Friday 26 February 2010

Parents existed since Eden - 'parenting' is a recent addition

I am a reviewer for Amazon.com, and frequently provide reviews for books in advance of their publication. One which I looked through this week was Amy Wilson's "When Did I Get Like This?" Amy is the mother of three, the eldest of whom is six, and, though her book is largely humour, somehow I could just feel her tension (despite her love for the kids) in analysing everything that is presented as "good parenting" at the moment. I may have laughed at her description of filing applications for a child of three to enter pre-school, but on another level I found it rather tragic. Heaven knows that 'child psychology' presented problems for years, but today's new mother has to worry about whether diluted apple juice (which breaks the current 'water only' trend) will give children diabetes - and does one tell a daughter she is pretty, thereby fostering positive 'body image,' or fear that doing so will cause her to grow into a pre-modern female who thinks everything hinges on her appearance? Parents have quite enough to deal with just in the genuine responsibility they assume - they hardly need bizarre guilt!

I have no children, and my friends are now grandparents - but I am aware that those of my own generation had their share of 'new' worries. (I'm sure that parents have had basically the same worries since mankind existed - and, until recently, had a far greater worry in whether their children would live till adulthood. But I doubt that they thought there was a magic formula to produce perfect children, or guilt over every supposed lapse.) Though my friends, mercifully having reproduced before Internet forums and the self-help aisle, didn't have to deal with health kicks, paranoia over everything their children ate (there are Internet sites which would make just about anything one consumed seem as poison), and "developmental goals" which pushed for reading at the age of nine months, they had to fret over, for example, whether a child would have sufficient 'bonding' if dad hadn't been present for a delivery.

Any realistic teacher would know that which pupils are the brightest, the laziest, the most easily distracted, the most talented, whatever, has nothing to do with whether a child is aged 10 years plus a week or 10 years and nine months. Yet, with children being in classroom situations at the age of two, it's tragic that parents are in a knot over whether a "2.6" has sufficient maturity, or a "2.9" will be taller than the others. (...It just struck me that if, today, I entered a classroom full of kids of 13, I'd probably be the shortest, but be that as it may.) I'm glad I lived in an era when children that age were free to 'hang out' with other little ones. I'll never be accused of a lack of respect for learning, I'm sure, but isn't there much that we learn - including how to deal with others, or how to develop our interests, or just how to have fun, provided that 'dancing' doesn't have to be 'body movement awareness' - on our own?

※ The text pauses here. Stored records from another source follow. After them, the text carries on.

//! Common test utilities for E2E testing with mocks.
//!
//! This module provides a test fixture that creates an in-process server
//! with a mock catalog and a temporary SQLite store, enabling E2E testing
//! without network access.

#![allow(dead_code)]

use std::path::PathBuf;
use std::sync::Arc;

use axum::body::Body;
use axum::http::{Request, StatusCode};
use axum::Router;
use http_body_util::BodyExt;
use serde_json::Value;
use tempfile::TempDir;
use tower::ServiceExt;

use popcorn_core::{
    create_session_system, testing::MockCatalog, CatalogConfig, Config, PersistentStore,
    RatingConfig, SearchConfig, ServerConfig, Session, SessionHandle, SqliteSlotStore,
    StorageConfig,
};

/// Re-export fixtures for test convenience
pub use popcorn_core::testing::fixtures;

/// Test fixture for E2E testing with a mock catalog.
///
/// # Example
///
/// ```rust,ignore
/// #[tokio::test]
/// async fn test_search() {
///     let fixture = TestFixture::new().await;
///
///     let response = fixture.put("/api/v1/search", json!({ "query": "batman" })).await;
///
///     assert_eq!(response.status, 200);
/// }
/// ```
pub struct TestFixture {
    /// The Axum router for testing
    pub router: Router,
    /// Mock catalog - configure search and detail responses
    pub catalog: Arc<MockCatalog>,
    /// Handle to the running session, for waiting on settled state
    pub session: SessionHandle,
    /// Database file backing the watched list
    pub db_path: PathBuf,
    /// Temporary directory for the test database
    pub temp_dir: TempDir,
}

/// Response from a test request
#[derive(Debug)]
pub struct TestResponse {
    pub status: StatusCode,
    pub body: Value,
}

impl TestFixture {
    /// Create a new test fixture with an empty mock catalog.
    pub async fn new() -> Self {
        let temp_dir = TempDir::new().expect("Failed to create temp dir");
        Self::with_temp_dir(temp_dir, Arc::new(MockCatalog::new())).await
    }

    /// Create a fixture over an existing directory (to simulate a restart).
    pub async fn with_temp_dir(temp_dir: TempDir, catalog: Arc<MockCatalog>) -> Self {
        let db_path = temp_dir.path().join("test.db");

        let config = Config {
            catalog: CatalogConfig::with_api_key("test-key"),
            server: ServerConfig {
                host: std::net::IpAddr::V4(std::net::Ipv4Addr::LOCALHOST),
                port: 0, // Not used for in-process testing
            },
            storage: StorageConfig {
                path: db_path.clone(),
                ..Default::default()
            },
            search: SearchConfig::default(),
            rating: RatingConfig::default(),
        };

        let slots = Arc::new(SqliteSlotStore::new(&db_path).expect("Failed to open slot store"));
        let session = Session::from_config(
            Arc::clone(&catalog) as Arc<dyn popcorn_core::Catalog>,
            PersistentStore::new(slots),
            &config,
        );
        let (handle, driver) = create_session_system(session, 16);
        tokio::spawn(driver.run());

        let state = Arc::new(popcorn_server::state::AppState::new(config, handle.clone()));
        let router = popcorn_server::api::create_router(state);

        Self {
            router,
            catalog,
            session: handle,
            db_path,
            temp_dir,
        }
    }

    /// Tear down the server, keeping the database directory and catalog.
    pub fn into_parts(self) -> (TempDir, Arc<MockCatalog>) {
        (self.temp_dir, self.catalog)
    }

    pub async fn get(&self, path: &str) -> TestResponse {
        self.request("GET", path, None).await
    }

    pub async fn post(&self, path: &str, body: Value) -> TestResponse {
        self.request("POST", path, Some(body)).await
    }

    pub async fn put(&self, path: &str, body: Value) -> TestResponse {
        self.request("PUT", path, Some(body)).await
    }

    pub async fn delete(&self, path: &str) -> TestResponse {
        self.request("DELETE", path, None).await
    }

    pub async fn get_text(&self, path: &str) -> (StatusCode, String) {
        let request = Request::builder()
            .method("GET")
            .uri(path)
            .body(Body::empty())
            .unwrap();

        let response = self
            .router
            .clone()
            .oneshot(request)
            .await
            .expect("Failed to send request");

        let status = response.status();
        let body_bytes = response
            .into_body()
            .collect()
            .await
            .expect("Failed to collect body")
            .to_bytes();

        (status, String::from_utf8_lossy(&body_bytes).to_string())
    }

    /// Wait until the search has left the loading state.
    pub async fn wait_for_search(&self) {
        self.session
            .wait_for(|s| !matches!(s.search.status, popcorn_core::SearchStatus::Loading))
            .await
            .expect("session closed");
    }

    /// Wait until the selected detail has loaded (or failed).
    pub async fn wait_for_detail(&self) {
        self.session
            .wait_for(|s| s.selection.detail_loaded)
            .await
            .expect("session closed");
    }

    async fn request(&self, method: &str, path: &str, body: Option<Value>) -> TestResponse {
        let mut request_builder = Request::builder().method(method).uri(path);

        let body = if let Some(json_body) = body {
            request_builder = request_builder.header("Content-Type", "application/json");
            Body::from(serde_json::to_vec(&json_body).unwrap())
        } else {
            Body::empty()
        };

        let request = request_builder.body(body).unwrap();

        let response = self
            .router
            .clone()
            .oneshot(request)
            .await
            .expect("Failed to send request");

        let status = response.status();
        let body_bytes = response
            .into_body()
            .collect()
            .await
            .expect("Failed to collect body")
            .to_bytes();

        let body: Value = if body_bytes.is_empty() {
            Value::Null
        } else {
            serde_json::from_slice(&body_bytes).unwrap_or(Value::Null)
        };

        TestResponse { status, body }
    }
}

#[macro_export]
macro_rules! assert_status {
    ($response:expr, $status:expr) => {
        assert_eq!(
            $response.status, $status,
            "Expected status {:?}, got {:?}. Body: {}",
            $status,
            $response.status,
            serde_json::to_string_pretty(&$response.body).unwrap_or_default()
        );
    };
}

This has nothing to do with the book I mentioned, but the idea that one can create a 'designer child' through 'parenting' frightens me less than that of selecting 'designer' sperm or ova for one's embryo. (I'm not a moralist, and not qualified to comment on the morality of in vitro - I'm speaking on a more basic level.) I've known brilliant parents whose five children were average (or lower) in intelligence, and vice versa. There is no guarantee that a concert pianist will have kids who have musical gifts, or that an athlete will have children fit for the Olympics. But, especially during my 'far off' youth when many people had large families, and everyone knew those who did, it was clear that these things are a roll of the dice. I shudder to think of how disappointed parents may resent a child who doesn't possess the traits they specially ordered. (Even when one gets what one thinks one wanted, it can backfire. The genius IQ can mean Albert Einstein or Adolf Hitler.)

Were I to try to record here what I think of eugenics, I frankly would become ill.

I hate sounding pious (especially because I am indeed), but I believe we need to remember the identity each of us has as being in God's image, and of how we were dignified in Creation and in Christ's taking on this nature. We all have our gifts, all are flawed - and we can neither order or programme the former nor avoid the latter.